Bridge Street Theatre in Catskill has announced its 2026 mainstage season, a six-play lineup that moves between contemporary drama, classic works, and a new play in development, continuing the company’s focus on intimate, actor-driven storytelling.
Before its mainstage season gets underway, Bridge Street Theatre uses March to stretch out with three short-run productions that lean into the company’s taste for smart solo work, sharp writing, and performers with serious chops. Each runs just a long weekend, creating a kind of theatrical tasting menu ahead of the spring slate.
The run begins with “Palatable Gay Robot” (March 6–8), a fast, satirical solo piece starring Broadway veteran Stephen Brower. Brower plays Billie Bowtie, a gay robot engineered for “crowd-friendly” laughs who discovers that algorithmic charm only goes so far. With a disembodied, god-like moderator voiced by Noma Dumezweni, the show skewers identity, performance, and the limits of manufactured authenticity.

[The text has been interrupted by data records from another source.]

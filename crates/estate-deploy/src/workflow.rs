//! The detached provisioning workflow and its command bus seam.
//!
//! After acceptance, provisioning runs as three independent commands sent to
//! the external command bus: provide infrastructure, stage the package, push
//! the deployment. The workflow is decoupled from the caller — acceptance
//! latency must not be coupled to infrastructure convergence time — but its
//! failures are never silently dropped: any step error is caught, sanitized,
//! and recorded as a `Failed` status through the deployment logger.

use async_trait::async_trait;
use serde::{Deserialize, Serialize};
use std::sync::{Arc, Mutex};

use crate::command::SourcePackage;
use crate::error::{Error, Result};
use crate::logger::{DeploymentLogger, NewStatus, StatusRef};
use crate::providers::PackageDestination;
use crate::record::{DeploymentRecord, DeploymentStatus};

/// Progress message recorded once every workflow step has been dispatched.
pub const WAITING_FOR_NODES: &str = "Waiting for nodes to perform service deployment...";

/// A command envelope dispatched to the external bus.
#[derive(Debug, Clone, PartialEq, Serialize, Deserialize)]
#[serde(tag = "name")]
pub enum WorkflowCommand {
    /// Provision the infrastructure the deployment lands on.
    ProvideInfrastructure {
        /// Account the infrastructure belongs to.
        #[serde(rename = "accountName")]
        account_name: String,
        /// The accepted deployment.
        deployment: DeploymentRecord,
    },
    /// Stage the source package at its destination.
    PreparePackage {
        /// Account the destination lives in.
        #[serde(rename = "accountName")]
        account_name: String,
        /// Where to stage the package.
        destination: PackageDestination,
        /// What to stage.
        source: SourcePackage,
    },
    /// Push the staged deployment to its nodes.
    PushDeployment {
        /// Account the deployment runs in.
        #[serde(rename = "accountName")]
        account_name: String,
        /// The accepted deployment.
        deployment: DeploymentRecord,
        /// The staged package location.
        #[serde(rename = "s3Path")]
        s3_path: PackageDestination,
    },
}

impl WorkflowCommand {
    /// Returns the command's wire name.
    #[must_use]
    pub const fn name(&self) -> &'static str {
        match self {
            Self::ProvideInfrastructure { .. } => "ProvideInfrastructure",
            Self::PreparePackage { .. } => "PreparePackage",
            Self::PushDeployment { .. } => "PushDeployment",
        }
    }
}

/// Transport for workflow commands.
///
/// The bus itself (routing, retries, handler dispatch) is an external
/// collaborator; the workflow only needs `send`.
#[async_trait]
pub trait CommandBus: Send + Sync {
    /// Sends one command.
    ///
    /// # Errors
    ///
    /// Returns an error when the command cannot be dispatched or its handler
    /// reports failure.
    async fn send(&self, command: WorkflowCommand) -> Result<()>;
}

/// Command bus that records sends for assertions and can fail on demand.
#[derive(Debug, Default)]
pub struct InMemoryCommandBus {
    sent: Mutex<Vec<WorkflowCommand>>,
    fail_on: Mutex<Option<String>>,
}

impl InMemoryCommandBus {
    /// Creates an empty bus.
    #[must_use]
    pub fn new() -> Self {
        Self::default()
    }

    /// Fails any subsequent send of the command named `name`.
    pub fn fail_on(&self, name: impl Into<String>) {
        if let Ok(mut fail_on) = self.fail_on.lock() {
            *fail_on = Some(name.into());
        }
    }

    /// Returns a copy of every command sent so far.
    #[must_use]
    pub fn sent(&self) -> Vec<WorkflowCommand> {
        self.sent
            .lock()
            .map(|sent| sent.clone())
            .unwrap_or_default()
    }

    /// Returns the wire names of every command sent so far, in order.
    #[must_use]
    pub fn sent_names(&self) -> Vec<&'static str> {
        self.sent().iter().map(WorkflowCommand::name).collect()
    }
}

#[async_trait]
impl CommandBus for InMemoryCommandBus {
    async fn send(&self, command: WorkflowCommand) -> Result<()> {
        let should_fail = self
            .fail_on
            .lock()
            .is_ok_and(|fail_on| fail_on.as_deref() == Some(command.name()));
        if should_fail {
            return Err(Error::provider(format!(
                "injected failure sending {}",
                command.name()
            )));
        }
        if let Ok(mut sent) = self.sent.lock() {
            sent.push(command);
        }
        Ok(())
    }
}

/// Serializes an error to the form recorded in a `Failed` status.
///
/// Structured errors serialize to their JSON form; if that itself fails,
/// the string form is used.
#[must_use]
pub fn sanitize_error(error: &Error) -> String {
    let detail = serde_json::json!({
        "error": error.kind(),
        "message": error.to_string(),
    });
    serde_json::to_string(&detail).unwrap_or_else(|_| error.to_string())
}

/// The three-step provisioning workflow dispatched after acceptance.
///
/// Run via [`run`](Self::run) inside a spawned task: all failure paths are
/// handled internally so the task can never drop an error unobserved.
pub struct DetachedWorkflow {
    bus: Arc<dyn CommandBus>,
    logger: Arc<dyn DeploymentLogger>,
    deployment: DeploymentRecord,
    destination: PackageDestination,
    source: SourcePackage,
}

impl DetachedWorkflow {
    /// Creates the workflow for one accepted deployment.
    #[must_use]
    pub fn new(
        bus: Arc<dyn CommandBus>,
        logger: Arc<dyn DeploymentLogger>,
        deployment: DeploymentRecord,
        destination: PackageDestination,
        source: SourcePackage,
    ) -> Self {
        Self {
            bus,
            logger,
            deployment,
            destination,
            source,
        }
    }

    /// Runs the workflow, recording any failure as a `Failed` status.
    ///
    /// Never returns an error: the caller has already been answered, so the
    /// logger is the only remaining observer.
    pub async fn run(self) {
        if let Err(error) = self.execute().await {
            tracing::warn!(
                deployment_id = %self.deployment.id,
                error = %error,
                "detached deployment workflow failed"
            );
            self.logger
                .update_status(
                    &StatusRef {
                        deployment_id: self.deployment.id.clone(),
                        account_name: self.deployment.account_name.clone(),
                    },
                    &NewStatus {
                        name: DeploymentStatus::Failed,
                        reason: sanitize_error(&error),
                    },
                )
                .await;
        }
    }

    async fn execute(&self) -> Result<()> {
        let account_name = self.deployment.account_name.clone();

        self.bus
            .send(WorkflowCommand::ProvideInfrastructure {
                account_name: account_name.clone(),
                deployment: self.deployment.clone(),
            })
            .await?;

        self.bus
            .send(WorkflowCommand::PreparePackage {
                account_name: account_name.clone(),
                destination: self.destination.clone(),
                source: self.source.clone(),
            })
            .await?;

        self.bus
            .send(WorkflowCommand::PushDeployment {
                account_name,
                deployment: self.deployment.clone(),
                s3_path: self.destination.clone(),
            })
            .await?;

        self.logger
            .in_progress(
                &self.deployment.id,
                &self.deployment.account_name,
                WAITING_FOR_NODES,
            )
            .await;
        Ok(())
    }
}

That’s followed by Ned Averill-Snell’s “Herkimer! How My Ignorant Immigrant Ancestors Saved America and You Can Too” (March 13–15), a history-rich one-man show that rewires the American Revolution through an overlooked upstate battle, before closing with “Archie Parish’s Parting Words” (March 20–22), written and performed by Ernest Thompson (Academy Award-winning author of On Golden Pond). Part confession, part comedy, the piece wrestles with mortality, memory, and the uneasy art of saying goodbye—mining humor and grace from lives that resist neat summation.
The mainstage season opens April 16–26 with “BakersfieldMist” by Stephen Sachs, a comedy-drama inspired by true events. The play centers on a clash between Maude, a blunt and self-assured woman who believes she has stumbled upon a priceless painting at a thrift store, and Lionel Percy, a credentialed New York art expert brought in to assess its value. What begins as a dispute over authenticity unfolds into a broader debate about class, expertise, and conviction, with humor sharpened by moral stakes.
From May 28 to June 7, Bridge Street presents “Monsters of the American Cinema” by Christian St. Croix, directed by Tony Speciale. The play follows Remy, a Black, gay man who inherits a drive-in movie theater and becomes guardian to his late husband’s teenage son. Bonding over classic monster films gives way to conflict when Remy learns the boy has been bullying a gay classmate, forcing both characters to confront grief, responsibility, and the consequences of moral compromise.
The summer production, “The Lisbon Traviata” by Terrence McNally, runs August 6–16 under the direction of John Sowle. Set against the obsessive passions of opera fandom, the play traces a friendship strained by illusion, betrayal, and emotional dependency. McNally’s script balances caustic humor with emotional precision, examining how art can both sustain and distort the lives built around it.

In September, the theater turns to Samuel Beckett’s “Happy Days” (September 3–13), directed by Matthew Earnest. Often cited as one of Beckett’s most haunting works, the play features Winnie, a woman gradually buried in earth who persists through ritual, memory, and relentless optimism. Equal parts bleak and comic, the play offers a distilled meditation on endurance and habit in the face of inevitable decline.
October brings “Storm Still” by Gab Reisman (October 1–11), directed by Jasmine Roth. The play reimagines “King Lear” through the lens of three sisters sorting through their late father’s belongings. Childhood games and Shakespearean echoes collide with adult grief, exploring inheritance, memory, and the fractures that define family life.
The season concludes November 5–15 with “Darlin’,” a new play by Michelle Carter, currently in development. Structured as a time-jumping exploration of mothers and daughters across generations, the work examines identity, secrecy, and the push-and-pull of familial bonds. Bridge Street will continue developing the play throughout 2026.
Subscriptions and individual tickets for all six productions are on sale now. Tickets are $25 for students, $30 for adults, and $35 at the door; subscriptions are $150. The first performance of each production is Pay What Ya Wanna. Details about the theater’s annual Solo Fest will be announced separately.